For this exercise, please find the lines in the entries that include the word "foundation" and copy them.

Start of Block

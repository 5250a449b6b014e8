use super::{ParticleSystem, step_agents};
use crate::agents::{Mote, Tick};
use crate::config::{Density, MoteParams, SurfaceStyle};
use crate::draw::DrawList;
use crate::foundation::core::{LayoutSize, SurfaceGeometry};
use crate::foundation::math::Rng64;
use crate::foundation::time::TimeStep;

/// Rising gold dust.
pub struct MoteSystem {
    params: MoteParams,
    density: Density,
    geometry: SurfaceGeometry,
    seed: u64,
    rng: Rng64,
    motes: Vec<Mote>,
}

impl MoteSystem {
    pub fn new(params: &MoteParams, density: Density, seed: u64) -> Self {
        Self {
            params: params.clone(),
            density,
            geometry: SurfaceGeometry::default(),
            seed,
            rng: Rng64::new(seed),
            motes: Vec::new(),
        }
    }

    /// `max(40, min(floor(w*h / 12000), 200))`, scaled for light density.
    pub fn population_for(params: &MoteParams, bounds: LayoutSize, density: Density) -> usize {
        if bounds.is_empty() {
            return 0;
        }
        params.population.count(bounds.area(), density)
    }

    pub fn motes(&self) -> &[Mote] {
        &self.motes
    }
}

impl ParticleSystem for MoteSystem {
    fn style(&self) -> SurfaceStyle {
        SurfaceStyle::Motes
    }

    fn density(&self) -> Density {
        self.density
    }

    fn geometry(&self) -> SurfaceGeometry {
        self.geometry
    }

    fn resize(&mut self, geometry: SurfaceGeometry, reduced_motion: bool) {
        self.geometry = geometry;
        self.rng = Rng64::new(self.seed);
        self.motes.clear();
        if reduced_motion {
            return;
        }
        let bounds = geometry.logical;
        let count = Self::population_for(&self.params, bounds, self.density);
        self.motes.reserve(count);
        for _ in 0..count {
            let mote = Mote::scattered(&self.params, bounds, self.density, &mut self.rng);
            self.motes.push(mote);
        }
    }

    fn animate(&mut self, step: TimeStep, out: &mut DrawList) {
        out.clear();
        if self.motes.is_empty() {
            return;
        }
        let tick = Tick {
            scale: step.scale,
            bounds: self.geometry.logical,
            density: self.density,
            params: &self.params,
            pointer: None,
            gathering: false,
        };
        step_agents(&mut self.motes, &tick, out);
    }

    fn population(&self) -> usize {
        self.motes.len()
    }
}
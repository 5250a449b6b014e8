//! Home points for spring fields, sampled from an alpha mask (for example a rendered logo).

use crate::foundation::core::{LayoutSize, Point, Vec2};
use crate::foundation::error::{AurumError, AurumResult};

/// Alpha values must exceed this to yield a target.
pub const DEFAULT_THRESHOLD: u8 = 100;

/// Largest share of either surface dimension a fitted mask may cover.
pub const MASK_FIT: f64 = 0.8;

/// Scan a row-major alpha mask on a `step`-pixel grid and return every grid point whose alpha
/// exceeds `threshold`, top row first.
pub fn sample_mask_targets(
    alpha: &[u8],
    width: u32,
    height: u32,
    step: u32,
    threshold: u8,
) -> AurumResult<Vec<Point>> {
    if step == 0 {
        return Err(AurumError::validation("mask sampling step must be > 0"));
    }
    let expected = (width as usize)
        .checked_mul(height as usize)
        .ok_or_else(|| AurumError::validation("mask dimensions overflow"))?;
    if alpha.len() < expected {
        return Err(AurumError::validation(format!(
            "mask has {} alpha values, expected {expected} for {width}x{height}",
            alpha.len()
        )));
    }

    let mut targets = Vec::new();
    for y in (0..height).step_by(step as usize) {
        let row = y as usize * width as usize;
        for x in (0..width).step_by(step as usize) {
            if alpha[row + x as usize] > threshold {
                targets.push(Point::new(f64::from(x), f64::from(y)));
            }
        }
    }
    Ok(targets)
}

/// Fit `mask` centred inside `layout` (aspect preserved) and sample its alpha channel.
///
/// Returned points are in surface coordinates.
pub fn targets_from_image(
    mask: &image::DynamicImage,
    layout: LayoutSize,
    step: u32,
    threshold: u8,
) -> AurumResult<Vec<Point>> {
    let (mw, mh) = (mask.width(), mask.height());
    if layout.is_empty() || mw == 0 || mh == 0 {
        return Ok(Vec::new());
    }
    let scale =
        (layout.width * MASK_FIT / f64::from(mw)).min(layout.height * MASK_FIT / f64::from(mh));
    let fw = ((f64::from(mw) * scale).round() as u32).max(1);
    let fh = ((f64::from(mh) * scale).round() as u32).max(1);
    let fitted = mask
        .resize_exact(fw, fh, image::imageops::FilterType::Triangle)
        .to_rgba8();

    let offset = Vec2::new(
        ((layout.width - f64::from(fw)) * 0.5).floor(),
        ((layout.height - f64::from(fh)) * 0.5).floor(),
    );
    let targets = sample_mask_targets(&alpha_channel(fitted.as_raw()), fw, fh, step, threshold)?;
    Ok(targets.into_iter().map(|p| p + offset).collect())
}

/// Alpha channel of an RGBA8 buffer.
pub fn alpha_channel(rgba: &[u8]) -> Vec<u8> {
    rgba.chunks_exact(4).map(|px| px[3]).collect()
}
//! Raster output for draw lists.

pub mod backend;
pub mod cpu;

pub use backend::{BackendKind, FrameRGBA, RenderBackend, RenderSettings, create_backend};
pub use cpu::CpuRasterizer;
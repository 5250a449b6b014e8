use std::collections::VecDeque;

use super::{Agent, Tick};
use crate::config::CometParams;
use crate::draw::{DrawList, GlowStop};
use crate::foundation::core::{LayoutSize, Point, Rgb8, Vec2};
use crate::foundation::math::{Rng64, clamp01};

/// A transient streak with a tapering trail. Lives in a [`CometPool`].
///
/// Lifecycle: inactive until [`Comet::launch`], rising over the attack share of its lifetime,
/// decaying for the rest, and inactive again once `life >= max_life`.
#[derive(Clone, Debug)]
pub struct Comet {
    active: bool,
    pos: Point,
    velocity: Vec2,
    /// Past head positions, most recent first.
    trail: VecDeque<Point>,
    alpha: f64,
    max_alpha: f64,
    life: f64,
    max_life: f64,
    width: f64,
    tint: Rgb8,
}

impl Comet {
    /// An inactive pool member.
    pub fn idle(params: &CometParams) -> Self {
        Self {
            active: false,
            pos: Point::ZERO,
            velocity: Vec2::ZERO,
            trail: VecDeque::with_capacity(params.max_trail),
            alpha: 0.0,
            max_alpha: 0.0,
            life: 0.0,
            max_life: 1.0,
            width: 1.0,
            tint: Rgb8::WHITE,
        }
    }

    /// Re-roll every field and activate. Only valid on an inactive comet.
    pub fn launch(&mut self, params: &CometParams, bounds: LayoutSize, rng: &mut Rng64) {
        debug_assert!(!self.active, "launch on an active comet");

        let x = params.spawn_x.sample(rng) * bounds.width;
        let y = params.spawn_y.sample(rng) * bounds.height;
        let angle = params.angle + rng.signed(params.angle_jitter * 0.5);
        let speed = params.speed.sample(rng);

        self.pos = Point::new(x, y);
        self.velocity = Vec2::new(angle.cos(), angle.sin()) * speed;
        self.trail.clear();
        self.alpha = 0.0;
        self.max_alpha = clamp01(params.max_alpha.sample(rng));
        self.life = 0.0;
        self.max_life = params.max_life.sample(rng).max(f64::EPSILON);
        self.width = params.width.sample(rng).max(f64::EPSILON);
        self.tint = params.tint.sample(rng);
        self.active = true;
    }

    pub fn is_active(&self) -> bool {
        self.active
    }

    pub fn position(&self) -> Point {
        self.pos
    }

    pub fn trail_len(&self) -> usize {
        self.trail.len()
    }

    /// Piecewise-linear life envelope: fast attack, long linear decay.
    pub fn envelope(life: f64, max_life: f64, attack: f64) -> f64 {
        let t = life / max_life;
        let level = if t < attack {
            t / attack
        } else {
            1.0 - (t - attack) / (1.0 - attack)
        };
        clamp01(level)
    }

    fn retire(&mut self) {
        self.active = false;
        self.alpha = 0.0;
        self.trail.clear();
    }
}

impl Agent for Comet {
    type Params = CometParams;

    fn update(&mut self, tick: &Tick<'_, CometParams>) {
        if !self.active {
            return;
        }
        let ts = tick.scale;
        self.life += ts;
        self.alpha = self.max_alpha * Self::envelope(self.life, self.max_life, tick.params.attack);

        self.trail.push_front(self.pos);
        self.trail.truncate(tick.params.max_trail);
        self.pos += self.velocity * ts;

        if self.life >= self.max_life {
            self.retire();
        }
    }

    fn draw(&self, params: &CometParams, out: &mut DrawList) {
        if !self.active {
            return;
        }

        let segments = self.trail.len();
        let mut prev = self.pos;
        for (i, &p) in self.trail.iter().enumerate() {
            let f = 1.0 - i as f64 / segments as f64;
            let taper = f * f;
            out.segment(prev, p, self.width * taper, self.tint, self.alpha * taper);
            prev = p;
        }

        out.glow(
            self.pos,
            self.width * params.head_radius,
            &[
                GlowStop::new(0.0, params.head_color, self.alpha),
                GlowStop::new(0.4, self.tint, self.alpha * 0.5),
                GlowStop::new(1.0, self.tint, 0.0),
            ],
        );
    }

    fn opacity(&self) -> f64 {
        self.alpha
    }
}

/// Launch bookkeeping for a [`CometPool`].
#[derive(Clone, Copy, Debug, Default, PartialEq, Eq)]
pub struct PoolStats {
    pub launched: u64,
    /// Launch attempts that found every member busy.
    pub rejected: u64,
}

/// Fixed-capacity set of comets reused through their active flag.
#[derive(Clone, Debug)]
pub struct CometPool {
    members: Vec<Comet>,
    stats: PoolStats,
}

impl CometPool {
    pub fn new(params: &CometParams) -> Self {
        Self::with_capacity(params, params.pool_size)
    }

    pub fn with_capacity(params: &CometParams, capacity: usize) -> Self {
        Self {
            members: (0..capacity).map(|_| Comet::idle(params)).collect(),
            stats: PoolStats::default(),
        }
    }

    pub fn capacity(&self) -> usize {
        self.members.len()
    }

    pub fn active_count(&self) -> usize {
        self.members.iter().filter(|c| c.is_active()).count()
    }

    pub fn stats(&self) -> PoolStats {
        self.stats
    }

    pub fn members(&self) -> &[Comet] {
        &self.members
    }

    /// Launch the first inactive member. Returns `false` when every member is busy.
    pub fn try_spawn(&mut self, params: &CometParams, bounds: LayoutSize, rng: &mut Rng64) -> bool {
        match self.members.iter_mut().find(|c| !c.is_active()) {
            Some(free) => {
                free.launch(params, bounds, rng);
                self.stats.launched = self.stats.launched.saturating_add(1);
                true
            }
            None => {
                self.stats.rejected = self.stats.rejected.saturating_add(1);
                false
            }
        }
    }

    pub fn update(&mut self, tick: &Tick<'_, CometParams>) {
        for comet in self.members.iter_mut().filter(|c| c.is_active()) {
            comet.update(tick);
        }
    }

    pub fn draw(&self, params: &CometParams, out: &mut DrawList) {
        for comet in &self.members {
            comet.draw(params, out);
        }
    }
}

#[cfg(test)]
#[path = "../../tests/unit/agents/comet.rs"]
mod tests;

End of Block

**Your solution**
use crate::foundation::core::{LayoutSize, SurfaceGeometry};
use crate::foundation::math::Rng64;
use crate::foundation::time::TimeStep;
use crate::foundation::core::{LayoutSize, Point, Vec2};
use crate::foundation::error::{AurumError, AurumResult};
use crate::foundation::core::{LayoutSize, Point, Rgb8, Vec2};
use crate::foundation::math::{Rng64, clamp01};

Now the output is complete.